Some entries follow. Reproduce exactly the lines starting at the one with "use pdb::PDB;" and stopping after the one with "use crate::options::LoadOptions;".

Top of EXTRACTED INFORMATION

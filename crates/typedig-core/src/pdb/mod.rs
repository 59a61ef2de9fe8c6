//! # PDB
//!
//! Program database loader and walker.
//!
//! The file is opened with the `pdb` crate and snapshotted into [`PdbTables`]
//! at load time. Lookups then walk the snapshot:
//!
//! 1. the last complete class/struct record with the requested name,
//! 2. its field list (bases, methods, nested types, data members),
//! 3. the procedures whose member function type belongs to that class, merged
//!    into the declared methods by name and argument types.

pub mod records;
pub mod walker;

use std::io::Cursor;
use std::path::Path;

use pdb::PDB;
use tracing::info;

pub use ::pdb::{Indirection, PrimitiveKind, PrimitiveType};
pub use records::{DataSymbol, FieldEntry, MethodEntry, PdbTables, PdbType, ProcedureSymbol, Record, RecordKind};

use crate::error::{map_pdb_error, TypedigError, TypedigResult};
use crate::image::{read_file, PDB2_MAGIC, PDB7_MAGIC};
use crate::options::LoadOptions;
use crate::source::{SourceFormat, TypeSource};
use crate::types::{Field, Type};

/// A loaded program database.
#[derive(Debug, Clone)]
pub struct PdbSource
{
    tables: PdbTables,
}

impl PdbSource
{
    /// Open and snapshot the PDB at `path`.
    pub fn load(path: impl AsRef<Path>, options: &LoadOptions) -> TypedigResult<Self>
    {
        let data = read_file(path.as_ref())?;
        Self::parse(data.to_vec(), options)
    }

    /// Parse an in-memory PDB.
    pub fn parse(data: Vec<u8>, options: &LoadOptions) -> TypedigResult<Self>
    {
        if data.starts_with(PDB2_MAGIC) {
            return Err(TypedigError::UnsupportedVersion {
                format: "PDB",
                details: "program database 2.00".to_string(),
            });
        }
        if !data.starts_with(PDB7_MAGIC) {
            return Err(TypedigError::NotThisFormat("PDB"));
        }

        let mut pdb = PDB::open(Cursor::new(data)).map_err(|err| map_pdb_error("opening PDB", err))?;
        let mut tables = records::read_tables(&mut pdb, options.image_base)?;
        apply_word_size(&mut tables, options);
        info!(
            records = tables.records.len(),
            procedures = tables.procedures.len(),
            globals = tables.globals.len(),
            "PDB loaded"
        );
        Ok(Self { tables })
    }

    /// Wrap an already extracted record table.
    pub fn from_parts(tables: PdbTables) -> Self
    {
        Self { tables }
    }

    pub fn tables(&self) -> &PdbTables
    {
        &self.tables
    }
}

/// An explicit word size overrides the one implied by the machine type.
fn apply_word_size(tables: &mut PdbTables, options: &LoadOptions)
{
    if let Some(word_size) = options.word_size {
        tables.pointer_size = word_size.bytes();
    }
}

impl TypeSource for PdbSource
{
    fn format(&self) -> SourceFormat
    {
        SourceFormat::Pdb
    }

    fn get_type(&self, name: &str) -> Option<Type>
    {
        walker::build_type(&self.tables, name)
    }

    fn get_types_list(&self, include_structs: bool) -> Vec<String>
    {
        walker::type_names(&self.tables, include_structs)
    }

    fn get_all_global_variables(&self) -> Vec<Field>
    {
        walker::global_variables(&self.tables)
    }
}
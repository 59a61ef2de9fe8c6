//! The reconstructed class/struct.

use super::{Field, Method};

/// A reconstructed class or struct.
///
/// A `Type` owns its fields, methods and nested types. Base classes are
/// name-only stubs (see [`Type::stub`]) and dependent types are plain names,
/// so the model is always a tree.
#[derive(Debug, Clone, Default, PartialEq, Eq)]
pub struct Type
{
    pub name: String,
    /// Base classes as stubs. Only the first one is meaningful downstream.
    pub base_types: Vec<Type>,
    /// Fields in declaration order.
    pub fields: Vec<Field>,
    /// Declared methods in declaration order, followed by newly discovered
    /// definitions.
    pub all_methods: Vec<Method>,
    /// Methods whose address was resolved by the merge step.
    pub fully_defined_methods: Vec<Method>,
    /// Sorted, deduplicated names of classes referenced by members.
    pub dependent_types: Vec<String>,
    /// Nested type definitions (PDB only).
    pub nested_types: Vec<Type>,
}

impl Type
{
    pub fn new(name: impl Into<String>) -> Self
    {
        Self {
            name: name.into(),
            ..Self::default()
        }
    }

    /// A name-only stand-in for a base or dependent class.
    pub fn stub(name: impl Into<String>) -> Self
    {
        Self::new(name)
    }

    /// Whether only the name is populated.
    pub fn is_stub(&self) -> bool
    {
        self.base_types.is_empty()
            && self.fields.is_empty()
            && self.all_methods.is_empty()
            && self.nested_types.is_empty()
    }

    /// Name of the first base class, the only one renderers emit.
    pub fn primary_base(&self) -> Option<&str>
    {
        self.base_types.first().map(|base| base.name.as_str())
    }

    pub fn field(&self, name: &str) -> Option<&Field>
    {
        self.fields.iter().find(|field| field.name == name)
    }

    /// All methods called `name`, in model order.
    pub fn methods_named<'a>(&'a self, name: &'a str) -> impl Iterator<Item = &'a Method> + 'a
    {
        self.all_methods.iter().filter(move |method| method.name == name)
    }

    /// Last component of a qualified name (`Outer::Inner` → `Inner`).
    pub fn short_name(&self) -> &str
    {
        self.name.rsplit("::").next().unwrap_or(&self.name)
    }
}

Bottom of EXTRACTED INFORMATION

### SOLVED EXERCISE
use pdb::PDB;
use tracing::info;

pub use ::pdb::{Indirection, PrimitiveKind, PrimitiveType};
pub use records::{DataSymbol, FieldEntry, MethodEntry, PdbTables, PdbType, ProcedureSymbol, Record, RecordKind};

use crate::error::{map_pdb_error, TypedigError, TypedigResult};
use crate::image::{read_file, PDB2_MAGIC, PDB7_MAGIC};
use crate::options::LoadOptions;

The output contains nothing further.